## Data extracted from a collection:
--*--
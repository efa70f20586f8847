use std::path::Path;

use rusqlite::Connection;

use crate::error::ExtractError;

/// External identifiers excluded from every run. Each entry shadows another
/// node carrying the same thesis.
const DUPLICATE_UUIDS: &[&str] = &[
    // Duplicate of a4c09901-eb02-4746-995d-343fb23111cd
    "50892e3d-aa3e-4722-b2a0-012accb0c52a",
];

pub fn connect(path: &Path) -> Result<Connection, ExtractError> {
    let conn = Connection::open(path)?;
    conn.execute_batch("PRAGMA journal_mode=WAL; PRAGMA foreign_keys=ON;")?;
    Ok(conn)
}

/// Snapshot schema. The assembler only reads; this exists for snapshot
/// preparation and for tests that build an in-memory store.
pub fn init_schema(conn: &Connection) -> Result<(), ExtractError> {
    conn.execute_batch(
        "
        CREATE TABLE IF NOT EXISTS node (
            nid    INTEGER PRIMARY KEY,
            uuid   TEXT UNIQUE NOT NULL,
            type   TEXT NOT NULL,
            title  TEXT NOT NULL,
            status INTEGER NOT NULL CHECK(status IN (0, 1))
        );

        -- One row per attached value: the entity-attribute-value shape the
        -- legacy field_data_* tables flatten into. value2 carries the second
        -- column of two-part fields (contributor role/name, degree name/abbr).
        CREATE TABLE IF NOT EXISTS field_values (
            id        INTEGER PRIMARY KEY,
            entity_id INTEGER NOT NULL REFERENCES node(nid),
            field     TEXT NOT NULL,
            delta     INTEGER NOT NULL DEFAULT 0,
            value     TEXT NOT NULL,
            value2    TEXT
        );
        CREATE INDEX IF NOT EXISTS idx_field_values_lookup
            ON field_values(entity_id, field, delta);

        CREATE TABLE IF NOT EXISTS file_refs (
            id        INTEGER PRIMARY KEY,
            entity_id INTEGER NOT NULL REFERENCES node(nid),
            field     TEXT NOT NULL,
            fid       INTEGER NOT NULL
        );
        CREATE INDEX IF NOT EXISTS idx_file_refs_lookup ON file_refs(entity_id, field);

        CREATE TABLE IF NOT EXISTS file_managed (
            fid INTEGER PRIMARY KEY,
            uri TEXT NOT NULL
        );

        CREATE TABLE IF NOT EXISTS filehash (
            fid INTEGER PRIMARY KEY,
            md5 TEXT NOT NULL
        );

        CREATE TABLE IF NOT EXISTS signature_agreements (
            id           INTEGER PRIMARY KEY,
            entity_id    INTEGER NOT NULL REFERENCES node(nid),
            agreement_id INTEGER NOT NULL
        );
        CREATE INDEX IF NOT EXISTS idx_agreements_entity
            ON signature_agreements(entity_id);
        ",
    )?;
    Ok(())
}

// ── Entities ──

#[derive(Debug, Clone)]
pub struct Etd {
    pub nid: i64,
    pub source_identifier: String,
    pub title: String,
    pub visibility: String,
}

pub fn fetch_etds(conn: &Connection) -> Result<Vec<Etd>, ExtractError> {
    let placeholders = vec!["?"; DUPLICATE_UUIDS.len()].join(", ");
    let sql = format!(
        "SELECT nid, uuid,
                title,
                CASE status WHEN 0 THEN 'restricted' WHEN 1 THEN 'open' END
         FROM node
         WHERE type = 'etd' AND uuid NOT IN ({})
         ORDER BY nid",
        placeholders
    );
    let mut stmt = conn.prepare(&sql)?;
    let rows = stmt
        .query_map(rusqlite::params_from_iter(DUPLICATE_UUIDS), |row| {
            Ok(Etd {
                nid: row.get(0)?,
                source_identifier: row.get(1)?,
                title: row.get(2)?,
                visibility: row.get(3)?,
            })
        })?
        .collect::<Result<Vec<_>, _>>()?;
    Ok(rows)
}

// ── Field values ──

#[derive(Debug, Clone)]
pub struct RawValue {
    pub delta: i64,
    pub value: String,
    pub value2: Option<String>,
}

/// All values attached to one entity for one field, delta order.
pub fn fetch_field_values(
    conn: &Connection,
    entity_id: i64,
    field: &str,
) -> Result<Vec<RawValue>, ExtractError> {
    let mut stmt = conn.prepare(
        "SELECT delta, value, value2 FROM field_values
         WHERE entity_id = ?1 AND field = ?2
         ORDER BY delta",
    )?;
    let rows = stmt
        .query_map(rusqlite::params![entity_id, field], |row| {
            Ok(RawValue {
                delta: row.get(0)?,
                value: row.get(1)?,
                value2: row.get(2)?,
            })
        })?
        .collect::<Result<Vec<_>, _>>()?;
    Ok(rows)
}

// ── Attachments ──

#[derive(Debug, Clone)]
pub struct AttachmentRef {
    pub uri: String,
    pub md5: String,
}

pub fn fetch_attachments(
    conn: &Connection,
    entity_id: i64,
    field: &str,
) -> Result<Vec<AttachmentRef>, ExtractError> {
    let mut stmt = conn.prepare(
        "SELECT fm.uri, fh.md5
         FROM file_refs fr
         JOIN file_managed fm ON fm.fid = fr.fid
         JOIN filehash fh ON fh.fid = fr.fid
         WHERE fr.entity_id = ?1 AND fr.field = ?2
         ORDER BY fr.id",
    )?;
    let rows = stmt
        .query_map(rusqlite::params![entity_id, field], |row| {
            Ok(AttachmentRef {
                uri: row.get(0)?,
                md5: row.get(1)?,
            })
        })?
        .collect::<Result<Vec<_>, _>>()?;
    Ok(rows)
}

// ── Agreements ──

pub fn fetch_agreement_ids(conn: &Connection, entity_id: i64) -> Result<Vec<i64>, ExtractError> {
    let mut stmt = conn.prepare(
        "SELECT agreement_id FROM signature_agreements
         WHERE entity_id = ?1
         ORDER BY id",
    )?;
    let rows = stmt
        .query_map([entity_id], |row| row.get(0))?
        .collect::<Result<Vec<_>, _>>()?;
    Ok(rows)
}

// ── Stats ──

pub struct Stats {
    pub total: usize,
    pub open: usize,
    pub restricted: usize,
    pub field_values: usize,
    pub attachments: usize,
}

pub fn get_stats(conn: &Connection) -> Result<Stats, ExtractError> {
    let total: usize =
        conn.query_row("SELECT COUNT(*) FROM node WHERE type = 'etd'", [], |r| r.get(0))?;
    let open: usize = conn.query_row(
        "SELECT COUNT(*) FROM node WHERE type = 'etd' AND status = 1",
        [],
        |r| r.get(0),
    )?;
    let field_values: usize =
        conn.query_row("SELECT COUNT(*) FROM field_values", [], |r| r.get(0))?;
    let attachments: usize = conn.query_row("SELECT COUNT(*) FROM file_refs", [], |r| r.get(0))?;
    Ok(Stats {
        total,
        open,
        restricted: total - open,
        field_values,
        attachments,
    })
}

#[cfg(test)]
mod tests {
    use super::*;

    fn memory_store() -> Connection {
        let conn = Connection::open_in_memory().unwrap();
        init_schema(&conn).unwrap();
        conn
    }

    #[test]
    fn etd_enumeration_skips_duplicates() {
        let conn = memory_store();
        conn.execute_batch(
            "INSERT INTO node (nid, uuid, type, title, status) VALUES
             (1, 'a4c09901-eb02-4746-995d-343fb23111cd', 'etd', 'Kept', 1),
             (2, '50892e3d-aa3e-4722-b2a0-012accb0c52a', 'etd', 'Duplicate', 1),
             (3, 'c0ffee00-0000-0000-0000-000000000001', 'page', 'Not a thesis', 1);",
        )
        .unwrap();
        let etds = fetch_etds(&conn).unwrap();
        assert_eq!(etds.len(), 1);
        assert_eq!(etds[0].title, "Kept");
        assert_eq!(etds[0].visibility, "open");
    }

    #[test]
    fn visibility_decodes_status_zero() {
        let conn = memory_store();
        conn.execute(
            "INSERT INTO node (nid, uuid, type, title, status)
             VALUES (1, 'u-1', 'etd', 'Embargoed', 0)",
            [],
        )
        .unwrap();
        let etds = fetch_etds(&conn).unwrap();
        assert_eq!(etds[0].visibility, "restricted");
    }

    #[test]
    fn field_values_come_back_in_delta_order() {
        let conn = memory_store();
        conn.execute_batch(
            "INSERT INTO node (nid, uuid, type, title, status)
             VALUES (1, 'u-1', 'etd', 'T', 1);
             INSERT INTO field_values (entity_id, field, delta, value) VALUES
             (1, 'subject', 2, 'Third'),
             (1, 'subject', 0, 'First'),
             (1, 'subject', 1, 'Second');",
        )
        .unwrap();
        let values = fetch_field_values(&conn, 1, "subject").unwrap();
        let flat: Vec<&str> = values.iter().map(|v| v.value.as_str()).collect();
        assert_eq!(flat, vec!["First", "Second", "Third"]);
    }

    #[test]
    fn attachment_join_pairs_uri_and_hash() {
        let conn = memory_store();
        conn.execute_batch(
            "INSERT INTO node (nid, uuid, type, title, status)
             VALUES (1, 'u-1', 'etd', 'T', 1);
             INSERT INTO file_managed (fid, uri) VALUES (7, 'private://thesis.pdf');
             INSERT INTO filehash (fid, md5) VALUES (7, 'abc123');
             INSERT INTO file_refs (entity_id, field, fid) VALUES (1, 'pdf', 7);",
        )
        .unwrap();
        let refs = fetch_attachments(&conn, 1, "pdf").unwrap();
        assert_eq!(refs.len(), 1);
        assert_eq!(refs[0].uri, "private://thesis.pdf");
        assert_eq!(refs[0].md5, "abc123");
        assert!(fetch_attachments(&conn, 1, "supplemental").unwrap().is_empty());
    }
}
--*--
## Work instructions:
Pull out all lines in the data above that include "Third".

## Task result:
             (1, 'subject', 2, 'Third'),
        assert_eq!(flat, vec!["First", "Second", "Third"]);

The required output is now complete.